Fecha: 20 de Mayo, 2016 - 4:55 am

La producción del uvachado debe estandarizarse para mejorar la calidad de la bebida amazónica

amazonica

Esta bebida podría lograr un lugar preferencial en el mercado nacional y extranjero, si nos decidimos…

Por: Lenin Quevedo Bardález

La otra materia prima base para la producción de uvachado es la caña de azúcar, de la que deviene la producción del aguardiente. En la ciudad de Lamas, a poco de salir de ella por la carretera que conduce a Shanao, se encuentra la empresa agroindustrial Horizonte Verde, un lugar en el que no solo se visita un emprendimiento, sino que además la bella imagen de una campiña.

Aquí se utilizan métodos estándar para la producción de un aguardiente limpio, sin impurezas y de muy buena calidad. Ello se diferencia mucho de la producción en nuestras granjas tradicionales, en donde los trapiches, lamentablemente siguen siendo centros de producción de un aguardiente de baja calidad y poca higiene.

Es por ello que es muy importante lo que está haciendo Horizonte Verde. Todo su proceso empieza en la molienda de la caña, para posteriormente pasar a diferentes salas que completan el proceso.

No obstante, en este lugar no solo se produce aguardiente de caña, sino que además se ha logrado algo impensable para los que vivimos en esta parte de la selva. Se produce además un ron 100% orgánico, único en su especie en la Amazonía, añejado en pipas de roble, traídas desde la Argentina.

Un esfuerzo, que sin duda es destacable y que mira hacia un futuro promisor.

Siguiendo la cadena de valor del uvachado, se encuentran los productores de las bebidas espirituosas, no obstante, muchos no tienen una definición clara de lo que debería utilizarse como materia prima.

Pierre Vidaurre, gerente de licores La Pucacha, indica que se necesita establecer parámetros para la elaboración del uvachado, para que así se genere un licor de calidad. En esa línea, considera que se podría innovar haciendo que todo uvachado lleve aguardiente de uva, con lo que se completaría, en lo que respecta a la matería prima, un ciclo de utilización de derivados de la uva, lo que mejoraría el sabor y la composición. En esa línea, la Asociación de Productores Agrarios de San Antonio de Cumbaza, ya tiene la infraestructura necesaria para elaborar el aguardiente de uva, pero aun el precio del uvacado es un inconveniente.

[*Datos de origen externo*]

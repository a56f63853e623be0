//! # Collab Auth Library
//!
//! OAuth authorization-code login with a CSRF state cookie and session
//! issuance, plus the session lookup used by the rest of the application.

pub mod config;
pub mod db;
pub mod error;
pub mod handlers;
pub mod models;
pub mod oauth;
pub mod repositories;
pub mod server;
pub mod session;
pub mod telemetry;
pub use migration;
//! Migration to create the user_identities table.
//!
//! One row per external identity; `external_id` carries the unique
//! constraint the login upsert conflicts on.

use sea_orm_migration::prelude::*;

#[derive(DeriveMigrationName)]
pub struct Migration;

#[async_trait::async_trait]
impl MigrationTrait for Migration {
    async fn up(&self, manager: &SchemaManager) -> Result<(), DbErr> {
        manager
            .create_table(
                Table::create()
                    .table(UserIdentities::Table)
                    .if_not_exists()
                    .col(
                        ColumnDef::new(UserIdentities::Id)
                            .integer()
                            .not_null()
                            .auto_increment()
                            .primary_key(),
                    )
                    .col(
                        ColumnDef::new(UserIdentities::ExternalId)
                            .string()
                            .not_null()
                            .unique_key(),
                    )
                    .col(ColumnDef::new(UserIdentities::Name).string().null())
                    .col(ColumnDef::new(UserIdentities::Email).string().null())
                    .col(ColumnDef::new(UserIdentities::Avatar).text().null())
                    .col(ColumnDef::new(UserIdentities::AccessToken).text().not_null())
                    .col(ColumnDef::new(UserIdentities::RefreshToken).text().null())
                    .col(
                        ColumnDef::new(UserIdentities::TokenExpiresAt)
                            .timestamp_with_time_zone()
                            .not_null(),
                    )
                    .col(
                        ColumnDef::new(UserIdentities::CreatedAt)
                            .timestamp_with_time_zone()
                            .not_null()
                            .default(Expr::current_timestamp()),
                    )
                    .col(
                        ColumnDef::new(UserIdentities::UpdatedAt)
                            .timestamp_with_time_zone()
                            .not_null()
                            .default(Expr::current_timestamp()),
                    )
                    .to_owned(),
            )
            .await?;

        // Session lookups resolve the bearer cookie by access token
        manager
            .create_index(
                Index::create()
                    .name("idx_user_identities_access_token")
                    .table(UserIdentities::Table)
                    .col(UserIdentities::AccessToken)
                    .to_owned(),
            )
            .await
    }

    async fn down(&self, manager: &SchemaManager) -> Result<(), DbErr> {
        manager
            .drop_table(Table::drop().table(UserIdentities::Table).to_owned())
            .await
    }
}

#[derive(DeriveIden)]
enum UserIdentities {
    Table,
    Id,
    ExternalId,
    Name,
    Email,
    Avatar,
    AccessToken,
    RefreshToken,
    TokenExpiresAt,
    CreatedAt,
    UpdatedAt,
}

Es por ello que sería importante que el Estado aplique políticas de incentivo a esta actividad, por lo menos de manera micro, para que de esta manera, los que se encuentran en esta industria sean capaces de afrontar los retos que se les ponen delante.

Sin duda, el uvachado podría convertirse para nuestra selva, en una bebida característica y de calidad, para ser admirada en el mundo, como es el pisco para el sur del país. Es hora de que las autoridades despierten y dejen de poner trabas a una industria que podría cambiar la vida de cientos de personas involucradas en toda la cadena de valor.